We will naively review model performance at specific internals across the solution space.  There are many optimization functions, which can be leveraged based on business needs.

In [None]:
from typing import Optional
from mlflow import MlflowClient


def get_best_run(client: MlflowClient, experiment_id, runs: list[str]) -> tuple[Optional[Run], dict]:
    _inf = np.finfo(np.float64).max

    best_metrics: dict = {
        "validation_0-rmse": _inf,
    }
    best_run: Optional[Run] = None

    for run_id in runs:
        # find the best run, log its metrics as the final metrics of this run.
        run: Run = client.search_runs([experiment_id], f"attributes.run_id = '{run_id}'")[0]
        if (
            "validation_0-rmse" in run.data.metrics
            and run.data.metrics["validation_0-rmse"] < best_metrics["validation_0-rmse"]
        ):
            best_metrics = run.data.metrics
            best_run = run

    return best_run, best_metrics

In [None]:
from tqdm import trange

runs: list[str] = []

for i in trange(3, 9):
    n_estimators: int = i * 2 + 1
    for j in range(3, 9):
        max_depth: int = j + 3
        data_set: DataSet = prepare_data(csv_url=DATA_SET_FILENAME)
        parameters = HyperParameters(
            n_estimators=n_estimators,
            max_depth=max_depth,
            reg_lambda=1,
            gamma=0,
            early_stopping_rounds=10,
        )
        run_id: str = train(ds=data_set, parameters=parameters)
        runs.append(run_id)

# Find and register the best model

## Review the runs for the best performing model and add it to the model registry

In [None]:
from mlflow.entities.model_registry import ModelVersion

(best_run, metrics) = get_best_run(client=client, experiment_id=experiment_id, runs=runs)

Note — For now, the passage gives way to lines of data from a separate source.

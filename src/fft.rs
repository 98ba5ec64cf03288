//! 3D FFT workspace using rustfft
//!
//! Used by the exact Fourier-space image update on periodic lattices.
//! Uses Fortran (column-major) order indexing to match NIfTI convention.

use num_complex::Complex64;
use rustfft::{Fft, FftDirection, FftPlanner};
use std::f64::consts::PI;
use std::sync::Arc;

/// Index into a 3D array stored in Fortran order (column-major)
/// index = x + y*nx + z*nx*ny
#[inline(always)]
pub fn idx3d(i: usize, j: usize, k: usize, nx: usize, ny: usize) -> usize {
    i + j * nx + k * nx * ny
}

/// FFT workspace that caches plans and scratch buffers for reuse
pub struct Fft3dWorkspace {
    nx: usize,
    ny: usize,
    nz: usize,
    n_total: usize,
    // Forward FFT plans
    fft_x: Arc<dyn Fft<f64>>,
    fft_y: Arc<dyn Fft<f64>>,
    fft_z: Arc<dyn Fft<f64>>,
    // Inverse FFT plans
    ifft_x: Arc<dyn Fft<f64>>,
    ifft_y: Arc<dyn Fft<f64>>,
    ifft_z: Arc<dyn Fft<f64>>,
    scratch: Vec<Complex64>,
    line: Vec<Complex64>,
    spectrum: Vec<Complex64>,
}

impl Fft3dWorkspace {
    /// Create a new FFT workspace for the given dimensions
    pub fn new(nx: usize, ny: usize, nz: usize) -> Self {
        let mut planner = FftPlanner::new();

        let fft_x = planner.plan_fft(nx, FftDirection::Forward);
        let fft_y = planner.plan_fft(ny, FftDirection::Forward);
        let fft_z = planner.plan_fft(nz, FftDirection::Forward);

        let ifft_x = planner.plan_fft(nx, FftDirection::Inverse);
        let ifft_y = planner.plan_fft(ny, FftDirection::Inverse);
        let ifft_z = planner.plan_fft(nz, FftDirection::Inverse);

        let scratch_len = [&fft_x, &fft_y, &fft_z, &ifft_x, &ifft_y, &ifft_z]
            .iter()
            .map(|p| p.get_inplace_scratch_len())
            .max()
            .unwrap_or(0);

        Self {
            nx, ny, nz,
            n_total: nx * ny * nz,
            fft_x, fft_y, fft_z,
            ifft_x, ifft_y, ifft_z,
            scratch: vec![Complex64::new(0.0, 0.0); scratch_len],
            line: vec![Complex64::new(0.0, 0.0); nx.max(ny).max(nz)],
            spectrum: vec![Complex64::new(0.0, 0.0); nx * ny * nz],
        }
    }

    pub fn dims(&self) -> (usize, usize, usize) {
        (self.nx, self.ny, self.nz)
    }

    fn transform(&mut self, data: &mut [Complex64], inverse: bool) {
        let (nx, ny, nz) = (self.nx, self.ny, self.nz);
        let (px, py, pz) = if inverse {
            (self.ifft_x.clone(), self.ifft_y.clone(), self.ifft_z.clone())
        } else {
            (self.fft_x.clone(), self.fft_y.clone(), self.fft_z.clone())
        };

        // x-axis is contiguous
        for k in 0..nz {
            for j in 0..ny {
                let start = idx3d(0, j, k, nx, ny);
                px.process_with_scratch(&mut data[start..start + nx], &mut self.scratch);
            }
        }

        // y-axis (stride nx)
        if ny > 1 {
            for k in 0..nz {
                for i in 0..nx {
                    let line = &mut self.line[..ny];
                    for j in 0..ny {
                        line[j] = data[idx3d(i, j, k, nx, ny)];
                    }
                    py.process_with_scratch(line, &mut self.scratch);
                    for j in 0..ny {
                        data[idx3d(i, j, k, nx, ny)] = line[j];
                    }
                }
            }
        }

        // z-axis (stride nx*ny)
        if nz > 1 {
            for j in 0..ny {
                for i in 0..nx {
                    let line = &mut self.line[..nz];
                    for k in 0..nz {
                        line[k] = data[idx3d(i, j, k, nx, ny)];
                    }
                    pz.process_with_scratch(line, &mut self.scratch);
                    for k in 0..nz {
                        data[idx3d(i, j, k, nx, ny)] = line[k];
                    }
                }
            }
        }
    }

    /// In-place forward 3D FFT
    pub fn fft3d(&mut self, data: &mut [Complex64]) {
        self.transform(data, false);
    }

    /// In-place inverse 3D FFT (with normalization)
    pub fn ifft3d(&mut self, data: &mut [Complex64]) {
        self.transform(data, true);
        let n_total = self.n_total as f64;
        for val in data.iter_mut() {
            *val /= n_total;
        }
    }

    /// Solve `K x = rhs` for a circulant operator `K` given its eigenvalues
    /// (`denom`, one per frequency, all nonzero): `x = real(ifft(fft(rhs) / denom))`
    pub fn solve_diagonal(&mut self, rhs: &[f64], denom: &[f64], out: &mut [f64]) {
        let mut spectrum = std::mem::take(&mut self.spectrum);
        for (c, &r) in spectrum.iter_mut().zip(rhs.iter()) {
            *c = Complex64::new(r, 0.0);
        }
        self.fft3d(&mut spectrum);
        for (c, &d) in spectrum.iter_mut().zip(denom.iter()) {
            *c /= d;
        }
        self.ifft3d(&mut spectrum);
        for (o, c) in out.iter_mut().zip(spectrum.iter()) {
            *o = c.re;
        }
        self.spectrum = spectrum;
    }
}

/// Eigenvalues of `∇ᵀ∇` for forward differences with periodic boundaries,
/// one per FFT frequency: `Σ_d (2 - 2 cos(2π k_d / n_d)) / vs_d²`
pub fn periodic_laplacian_eigenvalues(
    nx: usize, ny: usize, nz: usize,
    vsx: f64, vsy: f64, vsz: f64,
) -> Vec<f64> {
    let axis = |n: usize, vs: f64| -> Vec<f64> {
        let h2 = 1.0 / (vs * vs);
        (0..n)
            .map(|k| (2.0 - 2.0 * (2.0 * PI * k as f64 / n as f64).cos()) * h2)
            .collect()
    };
    let lx = axis(nx, vsx);
    let ly = axis(ny, vsy);
    let lz = axis(nz, vsz);

    let mut out = vec![0.0; nx * ny * nz];
    for k in 0..nz {
        for j in 0..ny {
            for i in 0..nx {
                out[idx3d(i, j, k, nx, ny)] = lx[i] + ly[j] + lz[k];
            }
        }
    }
    out
}
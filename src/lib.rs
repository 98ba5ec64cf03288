//! MTV-Recon: multi-channel total variation reconstruction of volumetric images
//!
//! Joint denoising or super-resolution of several co-registered image
//! channels (MRI contrasts, CT). A coupled total-variation prior makes the
//! channels share edge locations; the objective is optimised by ADMM in the
//! gradient domain, optionally with rigid registration and bias-field
//! estimation.
//!
//! # Modules
//! - `volume`: lattices, volumes and their storage backends
//! - `projection`: forward/adjoint operators (resampling, slice profile, rigid motion)
//! - `channel`: per-channel aggregates of observations and latent volumes
//! - `prox_tv`, `image_update`, `hessian`: the ADMM sub-problems
//! - `registration`, `bias`: nuisance-parameter updates
//! - `schedule`, `hyperparams`: regularisation schedule and noise estimation
//! - `driver`: the outer reconstruction loop
//! - `nifti_io`: NIfTI read/write
//! - `fft`, `solvers`, `utils`: numerical building blocks

// Core modules
pub mod config;
pub mod error;
pub mod fft;
pub mod parallel;
pub mod volume;

// Numerical building blocks
pub mod solvers;
pub mod utils;

// Model
pub mod channel;
pub mod hessian;
pub mod projection;

// Optimisation
pub mod bias;
pub mod driver;
pub mod hyperparams;
pub mod image_update;
pub mod prox_tv;
pub mod registration;
pub mod schedule;

// I/O
pub mod nifti_io;

pub use config::{MeanCorrection, Method, Modality, MtvConfig, SliceProfileKind};
pub use driver::{
    reconstruct, reconstruct_with_progress, validate_problem, ChannelInput, IterationReport, MtvProblem,
    ObservationInput, Progress, Reconstruction, ReconstructedChannel, TraceEntry, UpdateKind,
};
pub use error::{MtvError, Result};
pub use volume::{BoundaryCondition, Lattice, StorageKind, Volume};
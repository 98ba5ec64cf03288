//! Reconstruction options
//!
//! Every option has a named default. Options are validated before any
//! volume is allocated, see [`MtvConfig::validate`].

use std::path::PathBuf;

use serde::{Deserialize, Serialize};

use crate::error::{MtvError, Result};
use crate::volume::{BoundaryCondition, StorageKind};

// =============================================================================
// Defaults
// =============================================================================

const DEFAULT_ITER_MAX: usize = 30;
const DEFAULT_ITER_IMAGE: usize = 3;
const DEFAULT_CG_ITERATIONS: usize = 6;
const DEFAULT_TOLERANCE: f64 = 1e-4;
const DEFAULT_LAMBDA_SCALE: f64 = 1.0;
const DEFAULT_REG_SCALES: [f64; 4] = [8.0, 4.0, 2.0, 1.0];
const DEFAULT_REG_STEPS: usize = 2;
const DEFAULT_RHO_SCALE: f64 = 1.0;
const DEFAULT_VOXEL_SIZE: f64 = 1.0;
const DEFAULT_SLICE_GAP: f64 = 0.0;
const DEFAULT_RIGID_ITERATIONS: usize = 1;
const DEFAULT_BIAS_BASIS: usize = 3;
const DEFAULT_BIAS_REG: f64 = 1e-2;
const DEFAULT_BIAS_ITERATIONS: usize = 1;
const DEFAULT_GMM_CLASSES: usize = 2;

/// Hard ceiling on the number of bias basis functions per axis
pub const MAX_BIAS_BASIS: usize = 8;

// =============================================================================
// Option enums
// =============================================================================

#[derive(Debug, Clone, Copy, PartialEq, Eq, Default, Serialize, Deserialize)]
#[serde(rename_all = "snake_case")]
pub enum Method {
    #[default]
    Denoise,
    SuperResolution,
}

impl Method {
    /// Prefix of reconstructed volume names
    pub fn prefix(self) -> &'static str {
        match self {
            Method::Denoise => "den",
            Method::SuperResolution => "sr",
        }
    }
}

#[derive(Debug, Clone, Copy, PartialEq, Eq, Default, Serialize, Deserialize)]
#[serde(rename_all = "snake_case")]
pub enum Modality {
    #[default]
    Mri,
    Ct,
}

/// Through-plane slice-selection profile
#[derive(Debug, Clone, Copy, PartialEq, Eq, Default, Serialize, Deserialize)]
#[serde(rename_all = "snake_case")]
pub enum SliceProfileKind {
    #[default]
    Gaussian,
    Rect,
}

/// Which observations share a zero-mean constraint on rigid parameters
#[derive(Debug, Clone, Copy, PartialEq, Eq, Default, Serialize, Deserialize)]
#[serde(rename_all = "snake_case")]
pub enum MeanCorrection {
    None,
    PerChannel,
    #[default]
    Global,
}

// =============================================================================
// Config
// =============================================================================

#[derive(Debug, Clone, Serialize, Deserialize)]
#[serde(default)]
pub struct MtvConfig {
    pub method: Method,
    pub modality: Modality,
    /// Maximum outer ADMM iterations
    pub iter_max: usize,
    /// Image-update sweeps per outer iteration
    pub iter_image: usize,
    /// Conjugate gradient iterations per image-update sweep
    pub cg_iterations: usize,
    /// Relative objective gain below which iteration stops
    pub tolerance: f64,
    /// User multiplier on the estimated regularisation
    pub lambda_scale: f64,
    /// Coarse-to-fine lambda multipliers; the last one must be 1
    pub reg_scales: Vec<f64>,
    /// Outer iterations spent in each non-terminal stage
    pub reg_steps: usize,
    /// Multiplier on the ADMM penalty heuristic
    pub rho_scale: f64,
    /// Super-resolution voxel size in mm
    pub voxel_size: [f64; 3],
    pub slice_profile: SliceProfileKind,
    /// Slice gap as a fraction of the through-plane spacing
    pub slice_gap: f64,
    pub boundary: BoundaryCondition,
    pub estimate_rigid: bool,
    pub rigid_iterations: usize,
    pub rigid_mean_correction: MeanCorrection,
    pub estimate_bias: bool,
    /// DCT basis functions per axis
    pub bias_basis: usize,
    pub bias_reg: f64,
    pub bias_iterations: usize,
    /// Groups of channel indices that share one bias field
    pub bias_link: Vec<Vec<usize>>,
    /// Gaussian mixture classes for noise estimation
    pub gmm_classes: usize,
    /// Requested worker threads (0 = sequential)
    pub workers: usize,
    pub paged_storage: bool,
    pub temp_dir: Option<PathBuf>,
    pub output_dir: PathBuf,
    /// Reporting detail, 0 (silent) to 3
    pub verbose: u8,
    /// Per-channel noise precision override
    pub tau: Option<Vec<f64>>,
    /// Per-channel lambda0 override (lambda_scale still applies)
    pub lambda: Option<Vec<f64>>,
}

impl Default for MtvConfig {
    fn default() -> Self {
        Self {
            method: Method::default(),
            modality: Modality::default(),
            iter_max: DEFAULT_ITER_MAX,
            iter_image: DEFAULT_ITER_IMAGE,
            cg_iterations: DEFAULT_CG_ITERATIONS,
            tolerance: DEFAULT_TOLERANCE,
            lambda_scale: DEFAULT_LAMBDA_SCALE,
            reg_scales: DEFAULT_REG_SCALES.to_vec(),
            reg_steps: DEFAULT_REG_STEPS,
            rho_scale: DEFAULT_RHO_SCALE,
            voxel_size: [DEFAULT_VOXEL_SIZE; 3],
            slice_profile: SliceProfileKind::default(),
            slice_gap: DEFAULT_SLICE_GAP,
            boundary: BoundaryCondition::default(),
            estimate_rigid: false,
            rigid_iterations: DEFAULT_RIGID_ITERATIONS,
            rigid_mean_correction: MeanCorrection::default(),
            estimate_bias: false,
            bias_basis: DEFAULT_BIAS_BASIS,
            bias_reg: DEFAULT_BIAS_REG,
            bias_iterations: DEFAULT_BIAS_ITERATIONS,
            bias_link: Vec::new(),
            gmm_classes: DEFAULT_GMM_CLASSES,
            workers: 0,
            paged_storage: false,
            temp_dir: None,
            output_dir: PathBuf::from("."),
            verbose: 0,
            tau: None,
            lambda: None,
        }
    }
}

impl MtvConfig {
    pub fn from_json_str(json: &str) -> Result<Self> {
        serde_json::from_str(json).map_err(|e| MtvError::config(format!("invalid config JSON: {}", e)))
    }

    pub fn storage(&self) -> StorageKind {
        if self.paged_storage {
            StorageKind::Paged { dir: self.temp_dir.clone() }
        } else {
            StorageKind::InMemory
        }
    }

    /// Check option values that do not depend on the input data
    pub fn validate(&self) -> Result<()> {
        if self.iter_max == 0 {
            return Err(MtvError::config("iter_max must be at least 1"));
        }
        if self.iter_image == 0 {
            return Err(MtvError::config("iter_image must be at least 1"));
        }
        if self.cg_iterations == 0 {
            return Err(MtvError::config("cg_iterations must be at least 1"));
        }
        if !(self.tolerance > 0.0) {
            return Err(MtvError::config(format!("tolerance must be positive, got {}", self.tolerance)));
        }
        if !(self.lambda_scale > 0.0) {
            return Err(MtvError::config(format!(
                "lambda_scale must be positive, got {}",
                self.lambda_scale
            )));
        }
        if !(self.rho_scale > 0.0) {
            return Err(MtvError::config(format!("rho_scale must be positive, got {}", self.rho_scale)));
        }
        if self.voxel_size.iter().any(|&v| !(v > 0.0)) {
            return Err(MtvError::config(format!(
                "voxel_size entries must be positive, got {:?}",
                self.voxel_size
            )));
        }
        if !(0.0..1.0).contains(&self.slice_gap) {
            return Err(MtvError::config(format!(
                "slice_gap must lie in [0, 1), got {}",
                self.slice_gap
            )));
        }
        match self.reg_scales.last() {
            None => return Err(MtvError::config("reg_scales must not be empty")),
            Some(&last) if last != 1.0 => {
                return Err(MtvError::config(format!(
                    "the last entry of reg_scales must be 1, got {}",
                    last
                )))
            }
            _ => {}
        }
        if self.reg_scales.iter().any(|&s| !(s > 0.0)) {
            return Err(MtvError::config("reg_scales entries must be positive"));
        }
        if self.reg_scales.len() > 1 && self.reg_steps == 0 {
            return Err(MtvError::config("reg_steps must be at least 1 when reg_scales has several stages"));
        }
        if self.estimate_bias {
            if self.bias_basis == 0 || self.bias_basis > MAX_BIAS_BASIS {
                return Err(MtvError::config(format!(
                    "bias_basis must lie in 1..={}, got {}",
                    MAX_BIAS_BASIS, self.bias_basis
                )));
            }
            if !(self.bias_reg > 0.0) {
                return Err(MtvError::config("bias_reg must be positive"));
            }
        }
        if self.gmm_classes == 0 {
            return Err(MtvError::config("gmm_classes must be at least 1"));
        }
        if let Some(tau) = &self.tau {
            if tau.iter().any(|&t| !(t > 0.0) || !t.is_finite()) {
                return Err(MtvError::config("tau overrides must be finite and positive"));
            }
        }
        if let Some(lambda) = &self.lambda {
            if lambda.iter().any(|&l| !(l > 0.0) || !l.is_finite()) {
                return Err(MtvError::config("lambda overrides must be finite and positive"));
            }
        }
        Ok(())
    }

    /// Check the options that depend on the number of channels
    pub fn validate_channels(&self, n_channels: usize) -> Result<()> {
        if n_channels == 0 {
            return Err(MtvError::config("at least one channel is required"));
        }
        if let Some(tau) = &self.tau {
            if tau.len() != n_channels {
                return Err(MtvError::config(format!(
                    "tau override has {} entries for {} channels",
                    tau.len(),
                    n_channels
                )));
            }
        }
        if let Some(lambda) = &self.lambda {
            if lambda.len() != n_channels {
                return Err(MtvError::config(format!(
                    "lambda override has {} entries for {} channels",
                    lambda.len(),
                    n_channels
                )));
            }
        }
        let mut seen = vec![false; n_channels];
        for group in &self.bias_link {
            for &c in group {
                if c >= n_channels {
                    return Err(MtvError::config(format!(
                        "bias_link refers to channel {} but only {} channels exist",
                        c, n_channels
                    )));
                }
                if seen[c] {
                    return Err(MtvError::config(format!("bias_link lists channel {} twice", c)));
                }
                seen[c] = true;
            }
        }
        Ok(())
    }

    /// Bias groups covering every channel: linked groups first, then the
    /// remaining channels on their own
    pub fn bias_groups(&self, n_channels: usize) -> Vec<Vec<usize>> {
        let mut groups: Vec<Vec<usize>> = self
            .bias_link
            .iter()
            .filter(|g| !g.is_empty())
            .cloned()
            .collect();
        let mut linked = vec![false; n_channels];
        for g in &groups {
            for &c in g {
                if c < n_channels {
                    linked[c] = true;
                }
            }
        }
        for (c, &l) in linked.iter().enumerate() {
            if !l {
                groups.push(vec![c]);
            }
        }
        groups
    }
}
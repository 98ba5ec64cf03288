//! Lattice geometry: voxel dimensions, voxel-to-world matrix and the
//! boundary condition used by every finite-difference operator on the grid.

use nalgebra::{Matrix4, Vector4};
use serde::{Deserialize, Serialize};

/// Boundary handling for gradients, divergences and Laplacian solves
#[derive(Debug, Clone, Copy, PartialEq, Eq, Default, Serialize, Deserialize)]
#[serde(rename_all = "snake_case")]
pub enum BoundaryCondition {
    /// Wrap-around (FFT-diagonalisable)
    #[default]
    Periodic,
    /// Zero flux across the outer faces
    Neumann,
}

/// A regular voxel grid placed in world space.
///
/// Voxel `(i, j, k)` (0-based) has world position `mat * [i, j, k, 1]`.
/// Data on the lattice is stored in Fortran order: `i + j*nx + k*nx*ny`.
#[derive(Debug, Clone, PartialEq)]
pub struct Lattice {
    pub dims: [usize; 3],
    pub mat: Matrix4<f64>,
    pub boundary: BoundaryCondition,
}

impl Lattice {
    pub fn new(dims: [usize; 3], mat: Matrix4<f64>) -> Self {
        Self { dims, mat, boundary: BoundaryCondition::default() }
    }

    /// Axis-aligned lattice with voxel `(0,0,0)` centred at `origin`
    pub fn from_voxel_size(dims: [usize; 3], voxel_size: [f64; 3], origin: [f64; 3]) -> Self {
        let mut mat = Matrix4::identity();
        for d in 0..3 {
            mat[(d, d)] = voxel_size[d];
            mat[(d, 3)] = origin[d];
        }
        Self::new(dims, mat)
    }

    /// Build from a row-major 4x4 affine as found in NIfTI sform rows
    pub fn from_affine(dims: [usize; 3], affine: &[f64; 16]) -> Self {
        Self::new(dims, Matrix4::from_row_slice(affine))
    }

    /// Row-major 4x4 affine
    pub fn to_affine(&self) -> [f64; 16] {
        let mut out = [0.0; 16];
        for r in 0..4 {
            for c in 0..4 {
                out[r * 4 + c] = self.mat[(r, c)];
            }
        }
        out
    }

    pub fn with_boundary(mut self, boundary: BoundaryCondition) -> Self {
        self.boundary = boundary;
        self
    }

    #[inline]
    pub fn n_voxels(&self) -> usize {
        self.dims[0] * self.dims[1] * self.dims[2]
    }

    /// Voxel edge lengths (column norms of the linear part of `mat`)
    pub fn voxel_size(&self) -> [f64; 3] {
        let mut vs = [0.0; 3];
        for (c, v) in vs.iter_mut().enumerate() {
            *v = (0..3).map(|r| self.mat[(r, c)].powi(2)).sum::<f64>().sqrt();
        }
        vs
    }

    #[inline]
    pub fn is_2d(&self) -> bool {
        self.dims[2] == 1
    }

    /// World coordinates of a (possibly fractional) voxel position
    pub fn voxel_to_world(&self, p: [f64; 3]) -> [f64; 3] {
        let w = self.mat * Vector4::new(p[0], p[1], p[2], 1.0);
        [w[0], w[1], w[2]]
    }

    /// World coordinates of the lattice centre
    pub fn world_center(&self) -> [f64; 3] {
        let c = [
            (self.dims[0] as f64 - 1.0) / 2.0,
            (self.dims[1] as f64 - 1.0) / 2.0,
            (self.dims[2] as f64 - 1.0) / 2.0,
        ];
        self.voxel_to_world(c)
    }

    /// World coordinates of the eight outer corners of the field of view
    /// (voxel edges, not voxel centres)
    pub fn world_corners(&self) -> Vec<[f64; 3]> {
        let mut corners = Vec::with_capacity(8);
        for &ck in &[-0.5, self.dims[2] as f64 - 0.5] {
            for &cj in &[-0.5, self.dims[1] as f64 - 0.5] {
                for &ci in &[-0.5, self.dims[0] as f64 - 0.5] {
                    corners.push(self.voxel_to_world([ci, cj, ck]));
                }
            }
        }
        corners
    }

    /// Axis-aligned lattice with the given voxel size whose field of view
    /// covers every given lattice.
    ///
    /// When all inputs are single-slice the result is single-slice too and
    /// sits at the first input's through-plane position.
    pub fn covering(lattices: &[&Lattice], voxel_size: [f64; 3]) -> Option<Lattice> {
        let first = lattices.first()?;
        let mut lo = [f64::INFINITY; 3];
        let mut hi = [f64::NEG_INFINITY; 3];
        for lat in lattices {
            for c in lat.world_corners() {
                for d in 0..3 {
                    lo[d] = lo[d].min(c[d]);
                    hi[d] = hi[d].max(c[d]);
                }
            }
        }

        let planar = lattices.iter().all(|l| l.is_2d());
        let mut dims = [1usize; 3];
        let mut origin = [0.0; 3];
        let mut vs = voxel_size;
        for d in 0..3 {
            if planar && d == 2 {
                vs[2] = first.voxel_size()[2];
                origin[2] = first.world_center()[2];
                continue;
            }
            let extent = hi[d] - lo[d];
            dims[d] = ((extent / vs[d]) - 1e-9).ceil().max(1.0) as usize;
            // centre the grid inside the bounding box
            let used = dims[d] as f64 * vs[d];
            origin[d] = lo[d] + 0.5 * (extent - used) + 0.5 * vs[d];
        }
        Some(Lattice::from_voxel_size(dims, vs, origin).with_boundary(first.boundary))
    }

    /// Same grid placement test used when deciding whether observations can
    /// bypass the projection operator
    pub fn same_grid(&self, other: &Lattice) -> bool {
        self.dims == other.dims
            && self
                .mat
                .iter()
                .zip(other.mat.iter())
                .all(|(a, b)| (a - b).abs() <= 1e-6 * (1.0 + a.abs()))
    }
}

print(f"Run ID: {best_run.info.run_id}")
print(f"Report: {metrics}")

In [None]:
from wine_quality.mlflow_helpers import register_best_model

model_version: ModelVersion = register_best_model(client=client, run=best_run)

## Promote the latest model to the `Production` stage for usage.

In [None]:
model_version: ModelVersion = client.transition_model_version_stage(
    name=os.environ["MLFLOW_EXPERIMENT_NAME"],
    version=model_version.version,
    stage="Production",
    archive_existing_versions=True,
)

And now we're ready to create an API Deployment with our Production model with the following steps:

1. Select "Deploy" in the top right of this AE5 Screen.
2. Name the deployment - We will be creating two deployments in this demo so it can be helpful to include "API" in the name.
3. Set the deployment command to 'host-production-model-rest-api'.
4. Set the URL to 'Static' and ensure the URL matches the 'endpoint-url' in the 'consume-rest-api.ipynb' notebook.
5. Set the privacy to "Public".
6. Deploy!

And in a few moments we will have an API that we can use to make predictions.